=== TASK REQUIREMENTS ===
Please filter the data down to the lines that include the word "invalid" and copy them.
-- RECORDS PROVIDED follows --
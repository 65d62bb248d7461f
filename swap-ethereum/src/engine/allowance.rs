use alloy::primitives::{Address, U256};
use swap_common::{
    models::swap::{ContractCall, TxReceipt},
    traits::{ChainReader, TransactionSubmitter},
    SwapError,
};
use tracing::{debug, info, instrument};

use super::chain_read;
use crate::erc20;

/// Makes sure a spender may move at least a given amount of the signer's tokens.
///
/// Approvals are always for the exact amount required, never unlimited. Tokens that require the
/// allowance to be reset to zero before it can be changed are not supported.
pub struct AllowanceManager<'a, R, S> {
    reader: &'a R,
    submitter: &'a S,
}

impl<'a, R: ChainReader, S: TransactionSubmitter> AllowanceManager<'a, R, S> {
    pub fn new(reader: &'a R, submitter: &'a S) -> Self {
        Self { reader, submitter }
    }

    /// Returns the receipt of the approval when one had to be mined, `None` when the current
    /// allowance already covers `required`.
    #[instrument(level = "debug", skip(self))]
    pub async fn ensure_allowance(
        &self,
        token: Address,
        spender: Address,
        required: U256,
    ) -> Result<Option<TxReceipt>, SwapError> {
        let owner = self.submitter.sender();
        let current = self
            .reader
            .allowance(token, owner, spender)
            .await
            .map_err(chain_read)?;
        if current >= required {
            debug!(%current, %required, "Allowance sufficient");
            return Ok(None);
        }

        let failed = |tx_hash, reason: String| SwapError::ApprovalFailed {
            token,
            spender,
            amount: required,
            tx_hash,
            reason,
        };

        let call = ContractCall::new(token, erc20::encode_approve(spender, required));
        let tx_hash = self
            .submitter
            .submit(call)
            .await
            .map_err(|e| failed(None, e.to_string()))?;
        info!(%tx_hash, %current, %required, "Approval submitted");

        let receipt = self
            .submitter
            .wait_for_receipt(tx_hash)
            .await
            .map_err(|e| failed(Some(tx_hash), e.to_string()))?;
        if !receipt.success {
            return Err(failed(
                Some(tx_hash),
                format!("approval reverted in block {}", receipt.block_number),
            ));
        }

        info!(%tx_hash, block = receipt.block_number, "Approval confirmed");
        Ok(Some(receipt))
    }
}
-- RECORDS PROVIDED concluded --
-- RECORDS PROVIDED follows --
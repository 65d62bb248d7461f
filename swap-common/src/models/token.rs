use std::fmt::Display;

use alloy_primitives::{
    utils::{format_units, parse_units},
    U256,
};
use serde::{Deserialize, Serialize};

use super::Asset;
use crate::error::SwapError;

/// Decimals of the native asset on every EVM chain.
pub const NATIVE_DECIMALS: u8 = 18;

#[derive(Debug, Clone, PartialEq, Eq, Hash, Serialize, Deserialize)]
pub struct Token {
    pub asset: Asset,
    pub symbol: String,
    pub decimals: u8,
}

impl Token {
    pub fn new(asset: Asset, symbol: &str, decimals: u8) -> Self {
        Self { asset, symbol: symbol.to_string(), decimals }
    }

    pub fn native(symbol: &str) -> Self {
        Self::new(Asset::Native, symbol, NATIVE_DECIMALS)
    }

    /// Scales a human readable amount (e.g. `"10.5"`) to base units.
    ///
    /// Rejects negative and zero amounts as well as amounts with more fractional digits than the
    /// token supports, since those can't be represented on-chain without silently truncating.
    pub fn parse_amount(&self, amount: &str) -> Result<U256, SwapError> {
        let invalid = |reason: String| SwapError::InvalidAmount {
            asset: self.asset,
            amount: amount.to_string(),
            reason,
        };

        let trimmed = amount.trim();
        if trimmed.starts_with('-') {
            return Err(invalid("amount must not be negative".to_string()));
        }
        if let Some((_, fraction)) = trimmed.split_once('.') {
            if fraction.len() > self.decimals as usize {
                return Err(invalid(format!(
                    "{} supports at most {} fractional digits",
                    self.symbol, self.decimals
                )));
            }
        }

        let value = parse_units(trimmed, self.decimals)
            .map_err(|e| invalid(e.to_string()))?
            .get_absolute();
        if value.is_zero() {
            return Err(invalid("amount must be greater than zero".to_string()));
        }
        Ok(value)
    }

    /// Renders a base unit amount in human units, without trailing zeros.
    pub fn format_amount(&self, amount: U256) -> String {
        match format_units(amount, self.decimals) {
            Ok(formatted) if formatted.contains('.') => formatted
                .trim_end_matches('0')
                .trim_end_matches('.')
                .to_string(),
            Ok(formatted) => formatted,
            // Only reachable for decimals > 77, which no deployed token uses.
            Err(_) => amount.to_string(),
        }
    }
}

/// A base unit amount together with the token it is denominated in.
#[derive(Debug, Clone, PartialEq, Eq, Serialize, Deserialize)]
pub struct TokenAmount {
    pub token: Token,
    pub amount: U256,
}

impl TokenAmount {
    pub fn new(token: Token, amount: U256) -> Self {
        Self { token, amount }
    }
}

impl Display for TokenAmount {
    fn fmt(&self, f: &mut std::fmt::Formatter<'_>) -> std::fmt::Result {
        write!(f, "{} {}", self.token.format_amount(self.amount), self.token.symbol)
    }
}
-- RECORDS PROVIDED concluded --
=== REPLY ===
        let invalid = |reason: String| SwapError::InvalidAmount {
            return Err(invalid("amount must not be negative".to_string()));
                return Err(invalid(format!(
            .map_err(|e| invalid(e.to_string()))?
            return Err(invalid("amount must be greater than zero".to_string()));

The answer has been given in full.